### Stored data entries
————
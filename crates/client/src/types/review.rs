//! Product review types.

use chrono::{DateTime, Utc};
use serde::{Deserialize, Serialize};
use shopfront_core::ReviewId;

/// A customer review.
#[derive(Debug, Clone, PartialEq, Serialize, Deserialize)]
pub struct Review {
    pub id: ReviewId,
    /// Star rating, 1 to 5.
    pub rating: u8,
    pub comment: String,
    /// Display name; "Customer" when the reviewer left none.
    pub user_name: String,
    pub created_at: Option<DateTime<Utc>>,
    /// The reviewed product, included by the featured and admin listings.
    pub product: Option<ReviewedProduct>,
}

/// Product summary attached to a review.
#[derive(Debug, Clone, PartialEq, Eq, Serialize, Deserialize)]
pub struct ReviewedProduct {
    pub name: String,
    pub image: Option<String>,
}

/// A review to submit.
#[derive(Debug, Clone, PartialEq, Eq, Serialize)]
pub struct NewReview {
    pub rating: u8,
    pub comment: String,
    pub user_name: String,
}

/// Aggregate of a product's reviews.
#[derive(Debug, Clone, PartialEq, Serialize)]
pub struct ReviewSummary {
    pub count: usize,
    /// Mean rating; the fallback value when there are no reviews.
    pub average: f64,
    /// Share of reviews per star count, 5 stars first, as whole percentages.
    pub distribution: [(u8, u32); 5],
}

impl ReviewSummary {
    /// Summarize `reviews`. `fallback_average` is used when the list is
    /// empty, typically the product's stored rating.
    #[must_use]
    pub fn from_reviews(reviews: &[Review], fallback_average: f64) -> Self {
        let mut distribution = [(5, 0), (4, 0), (3, 0), (2, 0), (1, 0)];

        if reviews.is_empty() {
            return Self {
                count: 0,
                average: fallback_average,
                distribution,
            };
        }

        let total: u32 = reviews.iter().map(|r| u32::from(r.rating)).sum();
        let count = u32::try_from(reviews.len()).unwrap_or(u32::MAX);

        for (stars, percentage) in &mut distribution {
            let matching = reviews.iter().filter(|r| r.rating == *stars).count();
            let matching = u32::try_from(matching).unwrap_or(u32::MAX);
            // Round half up, in integers.
            *percentage = (matching * 200 + count) / (count * 2);
        }

        Self {
            count: reviews.len(),
            average: f64::from(total) / f64::from(count),
            distribution,
        }
    }
}
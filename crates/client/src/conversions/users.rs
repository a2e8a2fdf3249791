//! Profile, admin user and address conversions.

use serde::Deserialize;
use shopfront_core::{AddressId, UserId, UserRole};

use super::loose::{Flag, Text, Timestamp};
use crate::types::{Address, AdminUser, UserProfile};

/// Profile as the server sends it.
#[derive(Debug, Deserialize)]
pub struct WireUserProfile {
    id: UserId,
    #[serde(default)]
    name: Text,
    #[serde(default)]
    email: Text,
    #[serde(default)]
    role: Text,
    #[serde(default)]
    avatar: Text,
    #[serde(default)]
    phone: Text,
}

/// Admin user listing entry as the server sends it.
#[derive(Debug, Deserialize)]
pub struct WireAdminUser {
    id: UserId,
    #[serde(default)]
    name: Text,
    #[serde(default)]
    email: Text,
    #[serde(default)]
    role: Text,
    #[serde(default)]
    avatar: Text,
    #[serde(default, rename = "createdAt")]
    created_at_camel: Timestamp,
    #[serde(default)]
    created_at: Timestamp,
}

/// Saved address as the server sends it.
#[derive(Debug, Deserialize)]
pub struct WireAddress {
    id: AddressId,
    #[serde(default)]
    first_name: Text,
    #[serde(default)]
    last_name: Text,
    #[serde(default)]
    flat_house_no: Text,
    #[serde(default)]
    address_line1: Text,
    #[serde(default)]
    area_street: Text,
    #[serde(default)]
    address_line2: Text,
    #[serde(default)]
    landmark: Text,
    #[serde(default)]
    pincode: Text,
    #[serde(default)]
    city: Text,
    #[serde(default)]
    state: Text,
    #[serde(default)]
    country: Text,
    #[serde(default)]
    phone: Text,
    #[serde(default)]
    is_default: Flag,
}

fn role(raw: Text) -> UserRole {
    raw.0.and_then(|r| r.parse().ok()).unwrap_or_default()
}

pub fn convert_user_profile(user: WireUserProfile) -> UserProfile {
    UserProfile {
        id: user.id,
        name: user.name.0.unwrap_or_default(),
        email: user.email.0.unwrap_or_default(),
        role: role(user.role),
        avatar: user.avatar.0,
        phone: user.phone.0,
    }
}

pub fn convert_admin_user(user: WireAdminUser) -> AdminUser {
    AdminUser {
        id: user.id,
        name: user.name.0.unwrap_or_default(),
        email: user.email.0.unwrap_or_default(),
        role: role(user.role),
        avatar: user.avatar.0,
        created_at: user.created_at_camel.or(user.created_at).0,
    }
}

pub fn convert_address(addr: WireAddress) -> Address {
    Address {
        id: addr.id,
        first_name: addr.first_name.0.unwrap_or_default(),
        last_name: addr.last_name.0.unwrap_or_default(),
        flat_house_no: addr.flat_house_no.or(addr.address_line1).0.unwrap_or_default(),
        area_street: addr.area_street.or(addr.address_line2).0.unwrap_or_default(),
        landmark: addr.landmark.0,
        pincode: addr.pincode.0.unwrap_or_default(),
        city: addr.city.0.unwrap_or_default(),
        state: addr.state.0.unwrap_or_default(),
        country: addr.country.0.unwrap_or_else(|| "India".to_string()),
        phone: addr.phone.0.unwrap_or_default(),
        is_default: addr.is_default.0.unwrap_or(false),
    }
}

#[cfg(test)]
#[allow(clippy::unwrap_used)]
mod tests {
    use serde_json::json;

    use super::*;

    #[test]
    fn test_profile_role_is_lenient() {
        let profile = convert_user_profile(
            serde_json::from_value(json!({"id": 1, "name": "Asha", "email": "a@b.in", "role": "ADMIN"}))
                .unwrap(),
        );
        assert!(profile.role.is_admin());

        let profile =
            convert_user_profile(serde_json::from_value(json!({"id": 2, "role": null})).unwrap());
        assert_eq!(profile.role, UserRole::Customer);
    }

    #[test]
    fn test_address_numeric_pincode_and_line_fallbacks() {
        let addr = convert_address(
            serde_json::from_value(json!({
                "id": 4,
                "first_name": "Asha",
                "last_name": "Rao",
                "address_line1": "12 MG Road",
                "pincode": 411_001,
                "is_default": "true"
            }))
            .unwrap(),
        );
        assert_eq!(addr.full_name(), "Asha Rao");
        assert_eq!(addr.flat_house_no, "12 MG Road");
        assert_eq!(addr.pincode, "411001");
        assert_eq!(addr.country, "India");
        assert!(addr.is_default);
    }

    #[test]
    fn test_admin_user_created_at() {
        let user = convert_admin_user(
            serde_json::from_value(json!({"id": "u", "created_at": "2024-01-02T03:04:05Z"}))
                .unwrap(),
        );
        assert!(user.created_at.is_some());
    }
}
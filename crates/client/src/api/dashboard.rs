//! Admin dashboard figures.

use tracing::instrument;

use crate::client::ApiClient;
use crate::conversions::{
    WireDashboardStats, WireSalesChart, convert_dashboard_stats, convert_sales_chart,
};
use crate::error::ApiError;
use crate::request::ApiRequest;
use crate::types::{DashboardStats, SalesChart};

impl ApiClient {
    /// Totals, recent orders and best sellers.
    ///
    /// # Errors
    ///
    /// Returns an error if the API request fails.
    #[instrument(skip(self))]
    pub async fn dashboard_stats(&self) -> Result<DashboardStats, ApiError> {
        self.fetch_one::<WireDashboardStats, _>(
            ApiRequest::get("/api/dashboard/stats"),
            convert_dashboard_stats,
        )
        .await
    }

    /// Daily and monthly order and revenue series.
    ///
    /// # Errors
    ///
    /// Returns an error if the API request fails.
    #[instrument(skip(self))]
    pub async fn sales_chart(&self) -> Result<SalesChart, ApiError> {
        self.fetch_one::<WireSalesChart, _>(
            ApiRequest::get("/api/dashboard/sales-chart"),
            convert_sales_chart,
        )
        .await
    }
}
————
### WHAT NEEDS TO BE DONE
Repeat all the lines above verbatim.

### WRITTEN SOLUTION
filename crates/client/src/types/review.rs
//! Product review types.

use chrono::{DateTime, Utc};
use serde::{Deserialize, Serialize};
use shopfront_core::ReviewId;

/// A customer review.
#[derive(Debug, Clone, PartialEq, Serialize, Deserialize)]
pub struct Review {
    pub id: ReviewId,
    /// Star rating, 1 to 5.
    pub rating: u8,
    pub comment: String,
    /// Display name; "Customer" when the reviewer left none.
    pub user_name: String,
    pub created_at: Option<DateTime<Utc>>,
    /// The reviewed product, included by the featured and admin listings.
    pub product: Option<ReviewedProduct>,
}

/// Product summary attached to a review.
#[derive(Debug, Clone, PartialEq, Eq, Serialize, Deserialize)]
pub struct ReviewedProduct {
    pub name: String,
    pub image: Option<String>,
}

/// A review to submit.
#[derive(Debug, Clone, PartialEq, Eq, Serialize)]
pub struct NewReview {
    pub rating: u8,
    pub comment: String,
    pub user_name: String,
}

/// Aggregate of a product's reviews.
#[derive(Debug, Clone, PartialEq, Serialize)]
pub struct ReviewSummary {
    pub count: usize,
    /// Mean rating; the fallback value when there are no reviews.
    pub average: f64,
    /// Share of reviews per star count, 5 stars first, as whole percentages.
    pub distribution: [(u8, u32); 5],
}

impl ReviewSummary {
    /// Summarize `reviews`. `fallback_average` is used when the list is
    /// empty, typically the product's stored rating.
    #[must_use]
    pub fn from_reviews(reviews: &[Review], fallback_average: f64) -> Self {
        let mut distribution = [(5, 0), (4, 0), (3, 0), (2, 0), (1, 0)];

        if reviews.is_empty() {
            return Self {
                count: 0,
                average: fallback_average,
                distribution,
            };
        }

        let total: u32 = reviews.iter().map(|r| u32::from(r.rating)).sum();
        let count = u32::try_from(reviews.len()).unwrap_or(u32::MAX);

        for (stars, percentage) in &mut distribution {
            let matching = reviews.iter().filter(|r| r.rating == *stars).count();
            let matching = u32::try_from(matching).unwrap_or(u32::MAX);
            // Round half up, in integers.
            *percentage = (matching * 200 + count) / (count * 2);
        }

        Self {
            count: reviews.len(),
            average: f64::from(total) / f64::from(count),
            distribution,
        }
    }
}
filename crates/client/src/conversions/users.rs
repository a2e8a2fdf3249791
//! Profile, admin user and address conversions.

use serde::Deserialize;
use shopfront_core::{AddressId, UserId, UserRole};

use super::loose::{Flag, Text, Timestamp};
use crate::types::{Address, AdminUser, UserProfile};

/// Profile as the server sends it.
#[derive(Debug, Deserialize)]
pub struct WireUserProfile {
    id: UserId,
    #[serde(default)]
    name: Text,
    #[serde(default)]
    email: Text,
    #[serde(default)]
    role: Text,
    #[serde(default)]
    avatar: Text,
    #[serde(default)]
    phone: Text,
}

/// Admin user listing entry as the server sends it.
#[derive(Debug, Deserialize)]
pub struct WireAdminUser {
    id: UserId,
    #[serde(default)]
    name: Text,
    #[serde(default)]
    email: Text,
    #[serde(default)]
    role: Text,
    #[serde(default)]
    avatar: Text,
    #[serde(default, rename = "createdAt")]
    created_at_camel: Timestamp,
    #[serde(default)]
    created_at: Timestamp,
}

/// Saved address as the server sends it.
#[derive(Debug, Deserialize)]
pub struct WireAddress {
    id: AddressId,
    #[serde(default)]
    first_name: Text,
    #[serde(default)]
    last_name: Text,
    #[serde(default)]
    flat_house_no: Text,
    #[serde(default)]
    address_line1: Text,
    #[serde(default)]
    area_street: Text,
    #[serde(default)]
    address_line2: Text,
    #[serde(default)]
    landmark: Text,
    #[serde(default)]
    pincode: Text,
    #[serde(default)]
    city: Text,
    #[serde(default)]
    state: Text,
    #[serde(default)]
    country: Text,
    #[serde(default)]
    phone: Text,
    #[serde(default)]
    is_default: Flag,
}

fn role(raw: Text) -> UserRole {
    raw.0.and_then(|r| r.parse().ok()).unwrap_or_default()
}

pub fn convert_user_profile(user: WireUserProfile) -> UserProfile {
    UserProfile {
        id: user.id,
        name: user.name.0.unwrap_or_default(),
        email: user.email.0.unwrap_or_default(),
        role: role(user.role),
        avatar: user.avatar.0,
        phone: user.phone.0,
    }
}

pub fn convert_admin_user(user: WireAdminUser) -> AdminUser {
    AdminUser {
        id: user.id,
        name: user.name.0.unwrap_or_default(),
        email: user.email.0.unwrap_or_default(),
        role: role(user.role),
        avatar: user.avatar.0,
        created_at: user.created_at_camel.or(user.created_at).0,
    }
}

pub fn convert_address(addr: WireAddress) -> Address {
    Address {
        id: addr.id,
        first_name: addr.first_name.0.unwrap_or_default(),
        last_name: addr.last_name.0.unwrap_or_default(),
        flat_house_no: addr.flat_house_no.or(addr.address_line1).0.unwrap_or_default(),
        area_street: addr.area_street.or(addr.address_line2).0.unwrap_or_default(),
        landmark: addr.landmark.0,
        pincode: addr.pincode.0.unwrap_or_default(),
        city: addr.city.0.unwrap_or_default(),
        state: addr.state.0.unwrap_or_default(),
        country: addr.country.0.unwrap_or_else(|| "India".to_string()),
        phone: addr.phone.0.unwrap_or_default(),
        is_default: addr.is_default.0.unwrap_or(false),
    }
}

#[cfg(test)]
#[allow(clippy::unwrap_used)]
mod tests {
    use serde_json::json;

    use super::*;

    #[test]
    fn test_profile_role_is_lenient() {
        let profile = convert_user_profile(
            serde_json::from_value(json!({"id": 1, "name": "Asha", "email": "a@b.in", "role": "ADMIN"}))
                .unwrap(),
        );
        assert!(profile.role.is_admin());

        let profile =
            convert_user_profile(serde_json::from_value(json!({"id": 2, "role": null})).unwrap());
        assert_eq!(profile.role, UserRole::Customer);
    }

    #[test]
    fn test_address_numeric_pincode_and_line_fallbacks() {
        let addr = convert_address(
            serde_json::from_value(json!({
                "id": 4,
                "first_name": "Asha",
                "last_name": "Rao",
                "address_line1": "12 MG Road",
                "pincode": 411_001,
                "is_default": "true"
            }))
            .unwrap(),
        );
        assert_eq!(addr.full_name(), "Asha Rao");
        assert_eq!(addr.flat_house_no, "12 MG Road");
        assert_eq!(addr.pincode, "411001");
        assert_eq!(addr.country, "India");
        assert!(addr.is_default);
    }

    #[test]
    fn test_admin_user_created_at() {
        let user = convert_admin_user(
            serde_json::from_value(json!({"id": "u", "created_at": "2024-01-02T03:04:05Z"}))
                .unwrap(),
        );
        assert!(user.created_at.is_some());
    }
}
filename crates/client/src/api/dashboard.rs
//! Admin dashboard figures.

use tracing::instrument;

use crate::client::ApiClient;
use crate::conversions::{
    WireDashboardStats, WireSalesChart, convert_dashboard_stats, convert_sales_chart,
};
use crate::error::ApiError;
use crate::request::ApiRequest;
use crate::types::{DashboardStats, SalesChart};

impl ApiClient {
    /// Totals, recent orders and best sellers.
    ///
    /// # Errors
    ///
    /// Returns an error if the API request fails.
    #[instrument(skip(self))]
    pub async fn dashboard_stats(&self) -> Result<DashboardStats, ApiError> {
        self.fetch_one::<WireDashboardStats, _>(
            ApiRequest::get("/api/dashboard/stats"),
            convert_dashboard_stats,
        )
        .await
    }

    /// Daily and monthly order and revenue series.
    ///
    /// # Errors
    ///
    /// Returns an error if the API request fails.
    #[instrument(skip(self))]
    pub async fn sales_chart(&self) -> Result<SalesChart, ApiError> {
        self.fetch_one::<WireSalesChart, _>(
            ApiRequest::get("/api/dashboard/sales-chart"),
            convert_sales_chart,
        )
        .await
    }
}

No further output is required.